= What you will do =
Where the word "ChartLifecycle" shows up in a line below, that line is counted. State how many lines are counted, without any other words.

(Saved data entries)
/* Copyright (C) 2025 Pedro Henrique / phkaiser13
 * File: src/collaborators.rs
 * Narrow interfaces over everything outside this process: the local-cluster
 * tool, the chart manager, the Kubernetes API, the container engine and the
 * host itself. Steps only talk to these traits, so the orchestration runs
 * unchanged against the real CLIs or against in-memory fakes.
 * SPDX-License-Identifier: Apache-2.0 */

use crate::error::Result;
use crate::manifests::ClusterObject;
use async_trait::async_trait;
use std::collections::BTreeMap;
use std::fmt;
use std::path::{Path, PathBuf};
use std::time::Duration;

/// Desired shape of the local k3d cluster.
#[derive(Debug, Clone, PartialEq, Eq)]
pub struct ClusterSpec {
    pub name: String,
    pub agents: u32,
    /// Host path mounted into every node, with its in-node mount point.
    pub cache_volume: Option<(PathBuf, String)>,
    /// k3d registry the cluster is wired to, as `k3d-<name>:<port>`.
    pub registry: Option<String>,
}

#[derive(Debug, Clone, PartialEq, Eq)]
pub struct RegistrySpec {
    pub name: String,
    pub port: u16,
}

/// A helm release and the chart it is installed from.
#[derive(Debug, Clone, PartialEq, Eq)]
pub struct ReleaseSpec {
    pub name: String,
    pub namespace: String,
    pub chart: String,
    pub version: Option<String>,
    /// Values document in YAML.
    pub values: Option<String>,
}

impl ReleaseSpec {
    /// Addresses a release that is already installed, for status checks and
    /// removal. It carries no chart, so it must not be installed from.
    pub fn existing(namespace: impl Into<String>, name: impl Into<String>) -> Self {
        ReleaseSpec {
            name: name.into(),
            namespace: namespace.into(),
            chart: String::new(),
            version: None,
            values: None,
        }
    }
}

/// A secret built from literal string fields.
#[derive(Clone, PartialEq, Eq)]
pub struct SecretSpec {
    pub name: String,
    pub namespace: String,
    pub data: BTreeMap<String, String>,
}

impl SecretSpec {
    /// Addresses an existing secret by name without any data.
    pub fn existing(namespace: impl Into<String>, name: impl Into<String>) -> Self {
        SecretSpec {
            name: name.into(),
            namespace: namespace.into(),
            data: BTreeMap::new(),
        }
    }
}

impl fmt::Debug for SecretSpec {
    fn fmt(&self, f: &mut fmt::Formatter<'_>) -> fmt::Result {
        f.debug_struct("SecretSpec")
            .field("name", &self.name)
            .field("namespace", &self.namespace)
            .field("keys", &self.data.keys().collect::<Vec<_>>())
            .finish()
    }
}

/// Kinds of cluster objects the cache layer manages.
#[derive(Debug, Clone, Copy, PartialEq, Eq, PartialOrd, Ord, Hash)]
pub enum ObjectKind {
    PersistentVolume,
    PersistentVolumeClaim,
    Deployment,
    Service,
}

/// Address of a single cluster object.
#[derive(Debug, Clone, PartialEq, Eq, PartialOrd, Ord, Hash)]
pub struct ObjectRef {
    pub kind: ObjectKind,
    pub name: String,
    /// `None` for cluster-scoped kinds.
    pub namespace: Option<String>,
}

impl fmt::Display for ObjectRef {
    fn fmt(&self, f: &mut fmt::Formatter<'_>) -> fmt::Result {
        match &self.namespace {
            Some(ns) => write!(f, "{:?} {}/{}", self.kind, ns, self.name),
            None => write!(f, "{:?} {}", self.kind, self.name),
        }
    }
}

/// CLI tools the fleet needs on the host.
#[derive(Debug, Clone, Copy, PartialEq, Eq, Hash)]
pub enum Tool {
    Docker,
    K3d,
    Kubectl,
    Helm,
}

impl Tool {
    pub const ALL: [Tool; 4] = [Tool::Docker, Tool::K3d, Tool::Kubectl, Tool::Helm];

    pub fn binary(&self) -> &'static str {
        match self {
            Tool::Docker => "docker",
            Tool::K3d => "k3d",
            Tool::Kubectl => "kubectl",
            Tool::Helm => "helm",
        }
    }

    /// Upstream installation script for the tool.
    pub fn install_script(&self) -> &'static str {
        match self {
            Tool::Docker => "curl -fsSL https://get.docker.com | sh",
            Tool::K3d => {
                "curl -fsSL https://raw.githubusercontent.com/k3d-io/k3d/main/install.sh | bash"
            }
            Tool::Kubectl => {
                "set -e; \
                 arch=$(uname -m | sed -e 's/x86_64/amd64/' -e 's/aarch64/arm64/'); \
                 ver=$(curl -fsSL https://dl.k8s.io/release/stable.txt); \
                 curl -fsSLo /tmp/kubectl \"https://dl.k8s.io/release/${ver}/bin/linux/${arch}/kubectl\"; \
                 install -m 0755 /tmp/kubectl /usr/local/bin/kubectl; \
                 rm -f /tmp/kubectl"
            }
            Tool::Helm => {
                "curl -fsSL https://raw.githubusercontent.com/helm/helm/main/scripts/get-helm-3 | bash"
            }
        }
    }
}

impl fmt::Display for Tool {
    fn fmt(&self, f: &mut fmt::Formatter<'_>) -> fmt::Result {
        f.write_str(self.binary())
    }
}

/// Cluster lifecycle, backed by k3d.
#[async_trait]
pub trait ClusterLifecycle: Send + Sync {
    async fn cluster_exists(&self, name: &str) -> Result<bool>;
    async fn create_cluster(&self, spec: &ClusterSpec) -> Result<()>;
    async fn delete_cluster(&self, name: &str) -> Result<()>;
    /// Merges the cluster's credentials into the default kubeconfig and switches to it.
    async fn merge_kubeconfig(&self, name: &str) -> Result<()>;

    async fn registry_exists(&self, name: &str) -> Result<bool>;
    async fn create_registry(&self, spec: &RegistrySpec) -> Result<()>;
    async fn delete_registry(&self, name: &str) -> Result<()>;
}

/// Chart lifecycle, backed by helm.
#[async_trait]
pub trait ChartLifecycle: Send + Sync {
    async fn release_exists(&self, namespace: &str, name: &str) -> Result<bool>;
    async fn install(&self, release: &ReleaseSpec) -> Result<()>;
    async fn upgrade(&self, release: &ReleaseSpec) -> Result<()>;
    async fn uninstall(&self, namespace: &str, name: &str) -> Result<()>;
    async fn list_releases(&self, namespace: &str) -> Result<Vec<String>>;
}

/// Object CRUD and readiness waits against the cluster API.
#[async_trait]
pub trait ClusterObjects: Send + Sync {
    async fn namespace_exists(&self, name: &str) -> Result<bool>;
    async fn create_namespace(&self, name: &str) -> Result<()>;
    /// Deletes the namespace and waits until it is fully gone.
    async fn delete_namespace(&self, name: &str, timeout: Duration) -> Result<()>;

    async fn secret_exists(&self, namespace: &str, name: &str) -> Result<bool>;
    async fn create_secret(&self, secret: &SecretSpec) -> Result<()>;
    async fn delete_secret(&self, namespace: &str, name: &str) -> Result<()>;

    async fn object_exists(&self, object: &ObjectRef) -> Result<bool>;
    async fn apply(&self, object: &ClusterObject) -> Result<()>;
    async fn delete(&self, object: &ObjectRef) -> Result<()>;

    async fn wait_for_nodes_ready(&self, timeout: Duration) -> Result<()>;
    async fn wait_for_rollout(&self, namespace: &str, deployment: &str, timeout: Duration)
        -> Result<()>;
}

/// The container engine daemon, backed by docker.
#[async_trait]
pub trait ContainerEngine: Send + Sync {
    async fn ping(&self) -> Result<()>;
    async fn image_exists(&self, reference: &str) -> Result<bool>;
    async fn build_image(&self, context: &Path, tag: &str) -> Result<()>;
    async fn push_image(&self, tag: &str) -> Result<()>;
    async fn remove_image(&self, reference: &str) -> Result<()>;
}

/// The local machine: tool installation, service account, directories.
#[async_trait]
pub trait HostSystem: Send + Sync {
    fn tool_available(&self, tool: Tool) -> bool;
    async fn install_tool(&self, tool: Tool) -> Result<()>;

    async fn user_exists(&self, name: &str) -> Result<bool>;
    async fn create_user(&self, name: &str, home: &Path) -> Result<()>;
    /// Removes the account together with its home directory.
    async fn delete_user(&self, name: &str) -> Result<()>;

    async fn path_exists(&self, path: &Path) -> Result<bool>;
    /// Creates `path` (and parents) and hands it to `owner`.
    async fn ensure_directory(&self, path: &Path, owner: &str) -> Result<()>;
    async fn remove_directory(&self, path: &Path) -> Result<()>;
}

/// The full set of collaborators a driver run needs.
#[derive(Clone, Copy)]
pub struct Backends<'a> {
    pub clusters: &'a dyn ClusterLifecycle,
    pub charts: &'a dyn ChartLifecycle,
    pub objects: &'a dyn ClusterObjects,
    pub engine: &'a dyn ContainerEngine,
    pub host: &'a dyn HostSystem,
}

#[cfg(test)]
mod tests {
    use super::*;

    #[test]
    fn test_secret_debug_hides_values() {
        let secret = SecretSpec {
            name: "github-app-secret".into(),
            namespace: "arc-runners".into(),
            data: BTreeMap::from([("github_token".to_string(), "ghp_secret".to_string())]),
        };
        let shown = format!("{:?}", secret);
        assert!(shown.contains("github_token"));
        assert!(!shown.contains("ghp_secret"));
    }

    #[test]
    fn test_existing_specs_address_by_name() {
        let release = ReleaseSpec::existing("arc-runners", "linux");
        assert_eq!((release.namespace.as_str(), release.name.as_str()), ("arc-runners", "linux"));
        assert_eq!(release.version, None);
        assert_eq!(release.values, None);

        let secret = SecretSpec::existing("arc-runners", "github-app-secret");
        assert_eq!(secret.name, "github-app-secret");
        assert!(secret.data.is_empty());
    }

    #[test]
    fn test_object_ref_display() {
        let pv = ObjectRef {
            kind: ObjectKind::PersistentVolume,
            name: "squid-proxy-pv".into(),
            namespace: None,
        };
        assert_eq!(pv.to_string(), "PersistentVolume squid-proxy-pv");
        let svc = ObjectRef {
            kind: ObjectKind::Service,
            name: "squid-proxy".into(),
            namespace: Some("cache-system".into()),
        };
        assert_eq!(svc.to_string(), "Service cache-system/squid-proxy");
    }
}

= Expected answer =
2